# TASK DESCRIPTION
Scan the records below and report how many lines include the string "axum"; the number alone will do.

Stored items
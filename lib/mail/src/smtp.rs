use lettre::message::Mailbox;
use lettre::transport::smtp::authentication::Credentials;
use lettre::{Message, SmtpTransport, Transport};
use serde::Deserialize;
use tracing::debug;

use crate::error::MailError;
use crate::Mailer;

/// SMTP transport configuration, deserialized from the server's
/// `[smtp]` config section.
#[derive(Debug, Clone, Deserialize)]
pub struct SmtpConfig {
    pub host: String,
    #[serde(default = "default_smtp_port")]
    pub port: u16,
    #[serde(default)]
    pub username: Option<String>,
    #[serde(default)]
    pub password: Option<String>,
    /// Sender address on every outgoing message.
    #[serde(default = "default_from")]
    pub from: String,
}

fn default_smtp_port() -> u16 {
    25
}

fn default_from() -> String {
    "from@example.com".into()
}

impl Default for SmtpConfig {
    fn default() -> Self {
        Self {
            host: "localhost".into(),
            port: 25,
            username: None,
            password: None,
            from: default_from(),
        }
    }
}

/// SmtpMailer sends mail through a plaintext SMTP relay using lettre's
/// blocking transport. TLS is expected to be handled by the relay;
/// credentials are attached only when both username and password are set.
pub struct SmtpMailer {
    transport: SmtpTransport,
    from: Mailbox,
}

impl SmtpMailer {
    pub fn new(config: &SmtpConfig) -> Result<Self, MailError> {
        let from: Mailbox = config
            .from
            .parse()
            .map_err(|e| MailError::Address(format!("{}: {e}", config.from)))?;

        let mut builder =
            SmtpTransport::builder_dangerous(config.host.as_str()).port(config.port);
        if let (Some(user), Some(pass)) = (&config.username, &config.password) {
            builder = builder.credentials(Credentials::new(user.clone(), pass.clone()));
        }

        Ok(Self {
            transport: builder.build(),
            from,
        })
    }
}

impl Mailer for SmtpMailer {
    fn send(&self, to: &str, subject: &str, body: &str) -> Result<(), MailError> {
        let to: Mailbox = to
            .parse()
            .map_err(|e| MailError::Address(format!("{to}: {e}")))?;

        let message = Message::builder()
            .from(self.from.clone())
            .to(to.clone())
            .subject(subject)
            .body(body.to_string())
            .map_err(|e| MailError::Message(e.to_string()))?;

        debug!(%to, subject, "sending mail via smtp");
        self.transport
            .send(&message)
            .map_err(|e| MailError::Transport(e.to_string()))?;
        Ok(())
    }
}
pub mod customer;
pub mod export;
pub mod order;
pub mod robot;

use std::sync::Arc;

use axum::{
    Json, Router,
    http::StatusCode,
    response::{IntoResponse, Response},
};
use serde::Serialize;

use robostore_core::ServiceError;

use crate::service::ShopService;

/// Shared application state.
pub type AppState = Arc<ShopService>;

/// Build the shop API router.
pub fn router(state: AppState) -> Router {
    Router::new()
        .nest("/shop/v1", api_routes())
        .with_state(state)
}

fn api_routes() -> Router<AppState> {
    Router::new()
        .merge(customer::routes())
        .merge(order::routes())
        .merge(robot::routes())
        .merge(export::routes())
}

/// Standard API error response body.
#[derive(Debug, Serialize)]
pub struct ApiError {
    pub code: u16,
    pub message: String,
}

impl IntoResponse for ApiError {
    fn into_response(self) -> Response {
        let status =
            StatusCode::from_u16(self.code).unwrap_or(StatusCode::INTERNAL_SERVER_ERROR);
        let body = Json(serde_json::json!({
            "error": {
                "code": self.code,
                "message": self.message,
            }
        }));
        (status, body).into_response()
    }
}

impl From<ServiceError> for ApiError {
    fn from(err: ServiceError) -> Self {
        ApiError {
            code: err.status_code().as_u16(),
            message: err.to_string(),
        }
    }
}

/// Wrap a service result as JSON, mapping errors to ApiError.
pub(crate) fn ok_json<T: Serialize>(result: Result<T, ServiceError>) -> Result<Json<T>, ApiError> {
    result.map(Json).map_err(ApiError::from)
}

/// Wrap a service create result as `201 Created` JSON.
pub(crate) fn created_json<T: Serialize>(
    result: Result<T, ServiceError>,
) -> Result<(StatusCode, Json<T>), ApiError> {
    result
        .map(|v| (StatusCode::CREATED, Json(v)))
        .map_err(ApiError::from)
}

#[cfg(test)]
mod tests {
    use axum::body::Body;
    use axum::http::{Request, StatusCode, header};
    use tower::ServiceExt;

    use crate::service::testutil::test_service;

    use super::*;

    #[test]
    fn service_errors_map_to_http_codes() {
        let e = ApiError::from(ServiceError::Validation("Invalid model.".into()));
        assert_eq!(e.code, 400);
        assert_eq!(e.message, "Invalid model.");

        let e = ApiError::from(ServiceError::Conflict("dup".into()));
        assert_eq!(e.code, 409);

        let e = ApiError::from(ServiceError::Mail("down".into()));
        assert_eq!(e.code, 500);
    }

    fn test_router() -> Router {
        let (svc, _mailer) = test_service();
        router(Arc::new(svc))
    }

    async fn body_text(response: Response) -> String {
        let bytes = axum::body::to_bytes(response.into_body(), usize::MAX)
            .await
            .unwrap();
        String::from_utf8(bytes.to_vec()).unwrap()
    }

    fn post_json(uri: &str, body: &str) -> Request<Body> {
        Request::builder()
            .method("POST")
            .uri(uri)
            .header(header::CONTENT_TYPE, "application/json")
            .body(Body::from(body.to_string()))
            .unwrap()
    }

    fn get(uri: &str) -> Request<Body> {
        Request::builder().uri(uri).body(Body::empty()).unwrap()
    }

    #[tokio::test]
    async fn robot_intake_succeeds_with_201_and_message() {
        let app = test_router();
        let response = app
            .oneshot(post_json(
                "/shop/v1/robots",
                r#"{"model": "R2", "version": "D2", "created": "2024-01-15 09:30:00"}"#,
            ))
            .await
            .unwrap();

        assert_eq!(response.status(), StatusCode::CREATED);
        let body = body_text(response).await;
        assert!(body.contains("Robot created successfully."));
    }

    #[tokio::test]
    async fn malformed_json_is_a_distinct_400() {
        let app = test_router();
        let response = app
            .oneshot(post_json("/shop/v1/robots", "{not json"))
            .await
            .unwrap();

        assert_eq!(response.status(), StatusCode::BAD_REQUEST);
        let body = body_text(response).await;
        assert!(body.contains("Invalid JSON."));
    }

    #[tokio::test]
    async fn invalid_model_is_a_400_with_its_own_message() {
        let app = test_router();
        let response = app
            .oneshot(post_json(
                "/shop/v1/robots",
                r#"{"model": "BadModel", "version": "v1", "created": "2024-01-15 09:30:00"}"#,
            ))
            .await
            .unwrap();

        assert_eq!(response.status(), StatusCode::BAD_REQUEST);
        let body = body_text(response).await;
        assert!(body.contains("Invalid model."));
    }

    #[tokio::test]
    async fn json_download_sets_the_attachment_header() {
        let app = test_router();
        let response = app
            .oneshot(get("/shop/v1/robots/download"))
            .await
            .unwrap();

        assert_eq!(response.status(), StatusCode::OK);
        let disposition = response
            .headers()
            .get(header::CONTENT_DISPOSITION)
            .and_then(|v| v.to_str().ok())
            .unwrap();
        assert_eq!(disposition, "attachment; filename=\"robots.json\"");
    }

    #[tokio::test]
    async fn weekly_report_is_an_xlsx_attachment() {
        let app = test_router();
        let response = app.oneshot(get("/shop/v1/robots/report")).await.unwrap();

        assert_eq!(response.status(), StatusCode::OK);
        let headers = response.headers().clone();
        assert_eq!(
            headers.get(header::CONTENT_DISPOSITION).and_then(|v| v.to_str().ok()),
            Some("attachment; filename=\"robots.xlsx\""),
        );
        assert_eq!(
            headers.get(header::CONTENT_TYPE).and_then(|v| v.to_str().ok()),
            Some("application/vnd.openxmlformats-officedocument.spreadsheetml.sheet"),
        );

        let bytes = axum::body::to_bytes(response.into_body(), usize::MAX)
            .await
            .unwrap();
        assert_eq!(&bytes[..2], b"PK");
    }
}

# YOUR SOLUTION
5